Brief: The expected result is the material below, reproduced exactly from its first line through the line containing "let data = fs::File::create(&file).map_err(|err|".

======

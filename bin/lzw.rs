#![forbid(unsafe_code)]
use std::io::Write;
use std::path::PathBuf;
use std::{env, ffi, fs, io, process};

use lzwords::{decode::Decoder, encode::Encoder, Configuration};

fn main() -> CodingResult {
    CodingResult::catch_panic(|| {
        let flags = Flags::from_args(env::args_os()).unwrap_or_else(|ParamError| explain());
        run_coding(flags)
    })
}

fn run_coding(flags: Flags) -> Result<(), io::Error> {
    let operation = flags.operation.unwrap_or_else(explain);
    let config = Configuration::with_alphabet(flags.code_width, flags.alphabet_size)
        .map_err(|err| io::Error::new(io::ErrorKind::InvalidInput, err))?;

    // Both ends are opened before any coding starts.
    let input: Box<dyn io::BufRead> = match flags.input {
        Input::File(file) => {
            let data = fs::File::open(&file).map_err(|err| {
                io::Error::new(err.kind(), format!("Cannot open {}: {}", file.display(), err))
            })?;
            Box::new(io::BufReader::with_capacity(1 << 20, data))
        }
        Input::Stdin => Box::new(io::BufReader::with_capacity(1 << 20, io::stdin())),
    };

    let mut output: Box<dyn io::Write> = match flags.output {
        Some(file) => {
            let data = fs::File::create(&file).map_err(|err| {
                io::Error::new(err.kind(), format!("Cannot create {}: {}", file.display(), err))
            })?;
            Box::new(io::BufWriter::new(data))
        }
        None => Box::new(io::BufWriter::new(io::stdout())),
    };

    match operation {
        Operation::Encode => {
            let mut encoder = Encoder::with_config(config);
            encoder.into_stream(&mut output).encode_all(input).status?;
        }
        Operation::Decode => {
            let mut decoder = Decoder::with_config(config);
            decoder.into_stream(&mut output).decode_all(input).status?;
        }
    }

    output.flush()
}

struct Flags {
    input: Input,
    output: Option<PathBuf>,
    operation: Option<Operation>,
    code_width: u8,
    alphabet_size: u16,
}

struct ParamError;

#[derive(Debug)]
enum Input {
    File(PathBuf),
    Stdin,
}

#[derive(Debug)]
enum Operation {
    Encode,
    Decode,
}

fn explain<T>() -> T {
    println!(
        "Usage: lzw [-e|-d] [-w bits] [-a size] [-o output] <file>\n\
        Arguments:\n\
        -e\t operation encode, bytes to decimal codes\n\
        -d\t operation decode, decimal codes to bytes\n\
        -w\t code width in bits (default 12)\n\
        -a\t number of literal codes (default 256)\n\
        -o\t output file, stdout when missing\n\
        <file>\tfilepath or '-' for stdin"
    );
    process::exit(1);
}

impl Default for Flags {
    fn default() -> Flags {
        Flags {
            input: Input::Stdin,
            output: None,
            operation: None,
            code_width: lzwords::DEFAULT_CODESIZE,
            alphabet_size: lzwords::DEFAULT_ALPHABET,
        }
    }
}

fn command() -> clap::Command<'static> {
    clap::Command::new("lzwords")
        .version(env!("CARGO_PKG_VERSION"))
        .about("Compress bytes into LZW codes and back")
        .arg(
            clap::Arg::new("decode")
                .short('d')
                .long("decode")
                .takes_value(false),
        )
        .arg(
            clap::Arg::new("encode")
                .short('e')
                .long("encode")
                .takes_value(false),
        )
        .group(
            clap::ArgGroup::new("operation")
                .args(&["decode", "encode"])
                .multiple(false)
                .required(true),
        )
        .arg(
            clap::Arg::new("code_width")
                .short('w')
                .long("code-width")
                .takes_value(true)
                .value_parser(clap::value_parser!(u8).range(1..=16)),
        )
        .arg(
            clap::Arg::new("alphabet_size")
                .short('a')
                .long("alphabet-size")
                .takes_value(true)
                .value_parser(clap::value_parser!(u16).range(1..=256)),
        )
        .arg(
            clap::Arg::new("output")
                .short('o')
                .long("output")
                .takes_value(true)
                .value_parser(clap::builder::ValueParser::path_buf()),
        )
        .arg(
            clap::Arg::new("file")
                .default_value("-")
                .value_parser(clap::builder::ValueParser::path_buf()),
        )
}

impl Flags {
    fn from_args(mut args: impl Iterator<Item = ffi::OsString>) -> Result<Self, ParamError> {
        let mut flags = Flags::default();
        let matches = command().get_matches_from(args.by_ref());

        if matches.contains_id("decode") {
            flags.operation = Some(Operation::Decode);
        } else if matches.contains_id("encode") {
            flags.operation = Some(Operation::Encode);
        }

        if let Some(&width) = matches.get_one::<u8>("code_width") {
            flags.code_width = width;
        }

        if let Some(&size) = matches.get_one::<u16>("alphabet_size") {
            flags.alphabet_size = size;
        }

        flags.output = matches.get_one::<PathBuf>("output").cloned();

        match matches.get_one::<PathBuf>("file") {
            None => flags.input = Input::Stdin,
            Some(p) if *p == PathBuf::from("-") => flags.input = Input::Stdin,
            Some(p) => flags.input = Input::File(p.clone()),
        }

        Ok(flags)
    }
}

enum CodingResult {
    Ok,
    Err(io::Error),
    Panic,
}

impl CodingResult {
    fn catch_panic(op: fn() -> Result<(), io::Error>) -> Self {
        std::panic::catch_unwind(|| match op() {
            Ok(()) => CodingResult::Ok,
            Err(err) => CodingResult::Err(err),
        })
        .unwrap_or(CodingResult::Panic)
    }
}

impl std::process::Termination for CodingResult {
    fn report(self) -> std::process::ExitCode {
        match self {
            CodingResult::Ok => std::process::ExitCode::SUCCESS,
            CodingResult::Err(err) => {
                eprintln!("{}", err);
                std::process::ExitCode::FAILURE
            }
            CodingResult::Panic => {
                eprintln!(
                    "The process failed irrecoverably! This should never happen and is a bug."
                );
                std::process::ExitCode::from(128)
            }
        }
    }
}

======

Problem solution:
filename bin/lzw.rs
#![forbid(unsafe_code)]
use std::io::Write;
use std::path::PathBuf;
use std::{env, ffi, fs, io, process};

use lzwords::{decode::Decoder, encode::Encoder, Configuration};

fn main() -> CodingResult {
    CodingResult::catch_panic(|| {
        let flags = Flags::from_args(env::args_os()).unwrap_or_else(|ParamError| explain());
        run_coding(flags)
    })
}

fn run_coding(flags: Flags) -> Result<(), io::Error> {
    let operation = flags.operation.unwrap_or_else(explain);
    let config = Configuration::with_alphabet(flags.code_width, flags.alphabet_size)
        .map_err(|err| io::Error::new(io::ErrorKind::InvalidInput, err))?;

    // Both ends are opened before any coding starts.
    let input: Box<dyn io::BufRead> = match flags.input {
        Input::File(file) => {
            let data = fs::File::open(&file).map_err(|err| {
                io::Error::new(err.kind(), format!("Cannot open {}: {}", file.display(), err))
            })?;
            Box::new(io::BufReader::with_capacity(1 << 20, data))
        }
        Input::Stdin => Box::new(io::BufReader::with_capacity(1 << 20, io::stdin())),
    };

    let mut output: Box<dyn io::Write> = match flags.output {
        Some(file) => {
            let data = fs::File::create(&file).map_err(|err| {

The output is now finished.